#### What you should do
Examine each line of the data. Copy those that contain the string "ControlDirective".

Collected data:
+---+

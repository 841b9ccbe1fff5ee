//! Statement tree produced by the parser.
//!
//! The tree is read-only once parsed: the evaluator walks it and builds a
//! separate CSS tree instead of rewriting nodes in place. Both surface
//! syntaxes (SCSS and indented Sass) produce the same node shapes.

use std::rc::Rc;

use bitflags::bitflags;

use crate::lexer::Position;
use crate::value::{ListSeparator, Value};

/// A fragment of literal text interleaved with `#{...}` expressions.
#[derive(Clone, Debug, Default, PartialEq)]
pub struct Interpolation {
    pub parts: Vec<InterpPart>,
}

#[derive(Clone, Debug, PartialEq)]
pub enum InterpPart {
    Text(String),
    Expr(Expr),
}

impl Interpolation {
    pub fn new() -> Self {
        Self::default()
    }

    pub fn plain(text: impl Into<String>) -> Self {
        let mut interp = Self::new();
        interp.push_text(&text.into());
        interp
    }

    pub fn push_text(&mut self, text: &str) {
        if text.is_empty() {
            return;
        }
        if let Some(InterpPart::Text(last)) = self.parts.last_mut() {
            last.push_str(text);
        } else {
            self.parts.push(InterpPart::Text(text.to_string()));
        }
    }

    pub fn push_expr(&mut self, expr: Expr) {
        self.parts.push(InterpPart::Expr(expr));
    }

    pub fn is_empty(&self) -> bool {
        self.parts.is_empty()
    }

    /// Returns the text if there are no interpolated expressions.
    pub fn as_plain(&self) -> Option<&str> {
        match self.parts.as_slice() {
            [] => Some(""),
            [InterpPart::Text(text)] => Some(text),
            _ => None,
        }
    }

    /// Trims trailing whitespace from the final text segment.
    pub fn trim_end(&mut self) {
        if let Some(InterpPart::Text(last)) = self.parts.last_mut() {
            let trimmed = last.trim_end().len();
            last.truncate(trimmed);
            if last.is_empty() {
                self.parts.pop();
            }
        }
    }
}

#[derive(Clone, Copy, Debug, PartialEq, Eq)]
pub enum BinaryOp {
    Add,
    Sub,
    Mul,
    Div,
    Rem,
    Eq,
    Ne,
    Lt,
    Le,
    Gt,
    Ge,
    And,
    Or,
}

impl BinaryOp {
    pub fn symbol(self) -> &'static str {
        match self {
            BinaryOp::Add => "+",
            BinaryOp::Sub => "-",
            BinaryOp::Mul => "*",
            BinaryOp::Div => "/",
            BinaryOp::Rem => "%",
            BinaryOp::Eq => "==",
            BinaryOp::Ne => "!=",
            BinaryOp::Lt => "<",
            BinaryOp::Le => "<=",
            BinaryOp::Gt => ">",
            BinaryOp::Ge => ">=",
            BinaryOp::And => "and",
            BinaryOp::Or => "or",
        }
    }
}

#[derive(Clone, Copy, Debug, PartialEq, Eq)]
pub enum UnaryOp {
    Neg,
    Plus,
    Not,
}

/// An unevaluated SCSS expression.
#[derive(Clone, Debug, PartialEq)]
pub enum Expr {
    /// Numbers, colors, booleans and `null`.
    Literal(Value),
    /// Quoted string or unquoted identifier, possibly interpolated.
    String { text: Interpolation, quoted: bool },
    Variable { name: String, pos: Position },
    Binary {
        op: BinaryOp,
        lhs: Box<Expr>,
        rhs: Box<Expr>,
        pos: Position,
    },
    Unary {
        op: UnaryOp,
        operand: Box<Expr>,
        pos: Position,
    },
    List {
        items: Vec<Expr>,
        separator: ListSeparator,
        bracketed: bool,
    },
    Map {
        entries: Vec<(Expr, Expr)>,
        pos: Position,
    },
    Call {
        name: String,
        args: CallArgs,
        pos: Position,
    },
    /// Parenthesized expression; forces `/` to mean division.
    Paren(Box<Expr>),
}

impl Expr {
    pub fn is_number_literal(&self) -> bool {
        matches!(self, Expr::Literal(Value::Number(_)))
    }
}

/// Arguments at a mixin or function call site.
#[derive(Clone, Debug, Default, PartialEq)]
pub struct CallArgs {
    pub positional: Vec<Expr>,
    pub keyword: Vec<(String, Expr)>,
    /// Trailing `$list...` splat.
    pub rest: Option<Box<Expr>>,
}

#[derive(Clone, Debug, PartialEq)]
pub struct Param {
    pub name: String,
    pub default: Option<Expr>,
}

/// A `@mixin` or `@function` definition.
#[derive(Clone, Debug, PartialEq)]
pub struct CallableDecl {
    pub name: String,
    pub params: Vec<Param>,
    /// Name of the trailing `$args...` parameter, if any.
    pub rest: Option<String>,
    pub body: Vec<Stmt>,
    pub file: Rc<str>,
    pub pos: Position,
}

bitflags! {
    /// Modifiers on a variable assignment.
    #[derive(Clone, Copy, Debug, Default, PartialEq, Eq)]
    pub struct AssignFlags: u8 {
        /// `!default`: assign only if unbound or null.
        const DEFAULT = 0b01;
        /// `!global`: assign in the outermost scope.
        const GLOBAL = 0b10;
    }
}

#[derive(Clone, Debug, PartialEq)]
pub enum ImportTarget {
    /// A quoted reference resolved through the hook or the filesystem.
    Stylesheet { reference: String, pos: Position },
    /// A plain CSS import emitted verbatim (`url(...)`, media queries).
    Css(Interpolation),
}

#[derive(Clone, Copy, Debug, PartialEq, Eq)]
pub enum MessageKind {
    Warn,
    Debug,
    Error,
}

#[derive(Clone, Debug, PartialEq)]
pub enum ControlDirective {
    If {
        clauses: Vec<(Expr, Vec<Stmt>)>,
        otherwise: Option<Vec<Stmt>>,
    },
    Each {
        vars: Vec<String>,
        iterable: Expr,
        body: Vec<Stmt>,
    },
    For {
        var: String,
        from: Expr,
        to: Expr,
        inclusive: bool,
        body: Vec<Stmt>,
    },
    While {
        condition: Expr,
        body: Vec<Stmt>,
    },
}

#[derive(Clone, Debug, PartialEq)]
pub enum StmtKind {
    RuleBlock {
        selector: Interpolation,
        body: Vec<Stmt>,
    },
    Declaration {
        property: Interpolation,
        value: Option<Expr>,
        important: bool,
        /// Nested properties: `font: { family: x; }`.
        nested: Vec<Stmt>,
    },
    AtRule {
        name: String,
        params: Interpolation,
        body: Option<Vec<Stmt>>,
    },
    Media {
        query: Interpolation,
        body: Vec<Stmt>,
    },
    VariableAssignment {
        name: String,
        value: Expr,
        flags: AssignFlags,
    },
    MixinDef(Rc<CallableDecl>),
    FunctionDef(Rc<CallableDecl>),
    Include {
        name: String,
        args: CallArgs,
        content: Option<Rc<Vec<Stmt>>>,
    },
    Content,
    Return(Expr),
    Control(ControlDirective),
    Import(Vec<ImportTarget>),
    Message {
        kind: MessageKind,
        value: Expr,
    },
    /// A recognized directive this compiler does not implement.
    Unsupported(String),
    Comment(String),
}

#[derive(Clone, Debug, PartialEq)]
pub struct Stmt {
    pub kind: StmtKind,
    pub pos: Position,
}

impl Stmt {
    pub fn new(kind: StmtKind, pos: Position) -> Self {
        Self { kind, pos }
    }
}

/// A parsed source document.
#[derive(Clone, Debug, Default, PartialEq)]
pub struct Stylesheet {
    pub stmts: Vec<Stmt>,
}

+---+

#### Task response
pub enum ControlDirective {
    Control(ControlDirective),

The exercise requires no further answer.